[Records contained in a dataset]
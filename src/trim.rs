//! Interpreter for the whitespace-trim patterns attached to tag rules.
//!
//! A pattern is a short string over the alphabet `s`, `n`, `a`, executed
//! left to right:
//!
//! - `s` consumes all contiguous non-newline whitespace items,
//! - `n` consumes at most one newline item,
//! - `a` consumes any run of whitespace or newline items.
//!
//! The same alphabet runs against three different stores: popping from the
//! top of a stack, advancing a read index over a slice without removing
//! anything, and eating tokens straight off the live tokenizer (with unget
//! to requeue the first item that does not match). An empty pattern is a
//! no-op in every mode.

use crate::lexer::{Lexer, Token, TokenKind};

/// What a trim pattern sees when it looks at one item.
#[derive(Debug, Clone, Copy, PartialEq, Eq)]
pub(crate) enum TrimKind {
    Space,
    Newline,
    Other,
}

/// Anything the trim interpreter can operate on.
pub(crate) trait TrimItem {
    fn trim_kind(&self) -> TrimKind;
}

impl TrimItem for Token<'_> {
    fn trim_kind(&self) -> TrimKind {
        match self.kind {
            TokenKind::Whitespace => TrimKind::Space,
            TokenKind::Newline => TrimKind::Newline,
            _ => TrimKind::Other,
        }
    }
}

/// Pops matching trailing items off the top of `items`.
pub(crate) fn pop_trailing<T: TrimItem>(pattern: &str, items: &mut Vec<T>) {
    for op in pattern.chars() {
        match op {
            's' => {
                while items.last().map(TrimItem::trim_kind) == Some(TrimKind::Space) {
                    items.pop();
                }
            }
            'n' => {
                if items.last().map(TrimItem::trim_kind) == Some(TrimKind::Newline) {
                    items.pop();
                }
            }
            'a' => {
                while matches!(
                    items.last().map(TrimItem::trim_kind),
                    Some(TrimKind::Space) | Some(TrimKind::Newline)
                ) {
                    items.pop();
                }
            }
            _ => {}
        }
    }
}

/// Advances an index over `items` past everything the pattern consumes,
/// leaving the slice itself untouched. Returns the new index.
pub(crate) fn skip_forward<T: TrimItem>(pattern: &str, items: &[T], mut idx: usize) -> usize {
    for op in pattern.chars() {
        match op {
            's' => {
                while items.get(idx).map(TrimItem::trim_kind) == Some(TrimKind::Space) {
                    idx += 1;
                }
            }
            'n' => {
                if items.get(idx).map(TrimItem::trim_kind) == Some(TrimKind::Newline) {
                    idx += 1;
                }
            }
            'a' => {
                while matches!(
                    items.get(idx).map(TrimItem::trim_kind),
                    Some(TrimKind::Space) | Some(TrimKind::Newline)
                ) {
                    idx += 1;
                }
            }
            _ => {}
        }
    }
    idx
}

/// Eats matching tokens directly from the tokenizer. The first token that
/// does not match is ungot so the caller sees it again.
pub(crate) fn eat_input(pattern: &str, lexer: &mut Lexer<'_>) {
    for op in pattern.chars() {
        match op {
            's' => loop {
                let tk = lexer.next_token();
                if tk.kind != TokenKind::Whitespace {
                    lexer.unget_token(tk);
                    break;
                }
            },
            'n' => {
                let tk = lexer.next_token();
                if tk.kind != TokenKind::Newline {
                    lexer.unget_token(tk);
                }
            }
            'a' => loop {
                let tk = lexer.next_token();
                if !matches!(tk.kind, TokenKind::Whitespace | TokenKind::Newline) {
                    lexer.unget_token(tk);
                    break;
                }
            },
            _ => {}
        }
    }
}

#[cfg(test)]
mod tests {
    use super::*;
    use crate::config::TagMarker;

    struct Item(TrimKind);

    impl TrimItem for Item {
        fn trim_kind(&self) -> TrimKind {
            self.0
        }
    }

    fn items(desc: &str) -> Vec<Item> {
        desc.chars()
            .map(|c| match c {
                ' ' => Item(TrimKind::Space),
                'n' => Item(TrimKind::Newline),
                _ => Item(TrimKind::Other),
            })
            .collect()
    }

    #[test]
    fn pop_space_then_newline() {
        let mut v = items("x n ");
        pop_trailing("sns", &mut v);
        assert_eq!(v.len(), 1);
    }

    #[test]
    fn pop_single_newline_only() {
        let mut v = items("xnn");
        pop_trailing("n", &mut v);
        assert_eq!(v.len(), 2);
    }

    #[test]
    fn pop_any_run() {
        let mut v = items("x n n ");
        pop_trailing("a", &mut v);
        assert_eq!(v.len(), 1);
    }

    #[test]
    fn empty_pattern_is_noop() {
        let mut v = items("  nn");
        pop_trailing("", &mut v);
        assert_eq!(v.len(), 4);
    }

    #[test]
    fn skip_forward_over_slice() {
        let v = items(" nx");
        assert_eq!(skip_forward("sn", &v, 0), 2);
        assert_eq!(v.len(), 3);
    }

    #[test]
    fn eat_from_lexer() {
        let mut lexer = Lexer::new("  \nword", TagMarker::Square);
        eat_input("sn", &mut lexer);
        let tk = lexer.next_token();
        assert_eq!(tk.kind, TokenKind::Text);
        assert_eq!(tk.text, "word");
    }

    #[test]
    fn eat_requeues_nonmatching_token() {
        let mut lexer = Lexer::new("word", TagMarker::Square);
        eat_input("a", &mut lexer);
        assert_eq!(lexer.next_token().text, "word");
    }
}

* **Task item**: Return the entries above word for word.

* **Solution for this task**:
filename src/trim.rs
//! Interpreter for the whitespace-trim patterns attached to tag rules.
//!
//! A pattern is a short string over the alphabet `s`, `n`, `a`, executed
//! left to right:
//!
//! - `s` consumes all contiguous non-newline whitespace items,
//! - `n` consumes at most one newline item,
//! - `a` consumes any run of whitespace or newline items.
//!
//! The same alphabet runs against three different stores: popping from the
//! top of a stack, advancing a read index over a slice without removing
//! anything, and eating tokens straight off the live tokenizer (with unget
//! to requeue the first item that does not match). An empty pattern is a
//! no-op in every mode.

use crate::lexer::{Lexer, Token, TokenKind};

/// What a trim pattern sees when it looks at one item.
#[derive(Debug, Clone, Copy, PartialEq, Eq)]
pub(crate) enum TrimKind {
    Space,
    Newline,
    Other,
}

/// Anything the trim interpreter can operate on.
pub(crate) trait TrimItem {
    fn trim_kind(&self) -> TrimKind;
}

impl TrimItem for Token<'_> {
    fn trim_kind(&self) -> TrimKind {
        match self.kind {
            TokenKind::Whitespace => TrimKind::Space,
            TokenKind::Newline => TrimKind::Newline,
            _ => TrimKind::Other,
        }
    }
}

/// Pops matching trailing items off the top of `items`.
pub(crate) fn pop_trailing<T: TrimItem>(pattern: &str, items: &mut Vec<T>) {
    for op in pattern.chars() {
        match op {
            's' => {
                while items.last().map(TrimItem::trim_kind) == Some(TrimKind::Space) {
                    items.pop();
                }
            }
            'n' => {
                if items.last().map(TrimItem::trim_kind) == Some(TrimKind::Newline) {
                    items.pop();
                }
            }
            'a' => {
                while matches!(
                    items.last().map(TrimItem::trim_kind),
                    Some(TrimKind::Space) | Some(TrimKind::Newline)
                ) {
                    items.pop();
                }
            }
            _ => {}
        }
    }
}

/// Advances an index over `items` past everything the pattern consumes,
/// leaving the slice itself untouched. Returns the new index.
pub(crate) fn skip_forward<T: TrimItem>(pattern: &str, items: &[T], mut idx: usize) -> usize {
    for op in pattern.chars() {
        match op {
            's' => {
                while items.get(idx).map(TrimItem::trim_kind) == Some(TrimKind::Space) {
                    idx += 1;
                }
            }
            'n' => {
                if items.get(idx).map(TrimItem::trim_kind) == Some(TrimKind::Newline) {
                    idx += 1;
                }
            }
            'a' => {
                while matches!(
                    items.get(idx).map(TrimItem::trim_kind),
                    Some(TrimKind::Space) | Some(TrimKind::Newline)
                ) {
                    idx += 1;
                }
            }
            _ => {}
        }
    }
    idx
}

/// Eats matching tokens directly from the tokenizer. The first token that
/// does not match is ungot so the caller sees it again.
pub(crate) fn eat_input(pattern: &str, lexer: &mut Lexer<'_>) {
    for op in pattern.chars() {
        match op {
            's' => loop {
                let tk = lexer.next_token();
                if tk.kind != TokenKind::Whitespace {
                    lexer.unget_token(tk);
                    break;
                }
            },
            'n' => {
                let tk = lexer.next_token();
                if tk.kind != TokenKind::Newline {
                    lexer.unget_token(tk);
                }
            }
            'a' => loop {
                let tk = lexer.next_token();
                if !matches!(tk.kind, TokenKind::Whitespace | TokenKind::Newline) {
                    lexer.unget_token(tk);
                    break;
                }
            },
            _ => {}
        }
    }
}

#[cfg(test)]
mod tests {
    use super::*;
    use crate::config::TagMarker;

    struct Item(TrimKind);

    impl TrimItem for Item {
        fn trim_kind(&self) -> TrimKind {
            self.0
        }
    }

    fn items(desc: &str) -> Vec<Item> {
        desc.chars()
            .map(|c| match c {
                ' ' => Item(TrimKind::Space),
                'n' => Item(TrimKind::Newline),
                _ => Item(TrimKind::Other),
            })
            .collect()
    }

    #[test]
    fn pop_space_then_newline() {
        let mut v = items("x n ");
        pop_trailing("sns", &mut v);
        assert_eq!(v.len(), 1);
    }

    #[test]
    fn pop_single_newline_only() {
        let mut v = items("xnn");
        pop_trailing("n", &mut v);
        assert_eq!(v.len(), 2);
    }

    #[test]
    fn pop_any_run() {
        let mut v = items("x n n ");
        pop_trailing("a", &mut v);
        assert_eq!(v.len(), 1);
    }

    #[test]
    fn empty_pattern_is_noop() {
        let mut v = items("  nn");
        pop_trailing("", &mut v);
        assert_eq!(v.len(), 4);
    }

    #[test]
    fn skip_forward_over_slice() {
        let v = items(" nx");
        assert_eq!(skip_forward("sn", &v, 0), 2);
        assert_eq!(v.len(), 3);
    }

    #[test]
    fn eat_from_lexer() {
        let mut lexer = Lexer::new("  \nword", TagMarker::Square);
        eat_input("sn", &mut lexer);
        let tk = lexer.next_token();
        assert_eq!(tk.kind, TokenKind::Text);
        assert_eq!(tk.text, "word");
    }

    #[test]
    fn eat_requeues_nonmatching_token() {
        let mut lexer = Lexer::new("word", TagMarker::Square);
        eat_input("a", &mut lexer);
        assert_eq!(lexer.next_token().text, "word");
    }
}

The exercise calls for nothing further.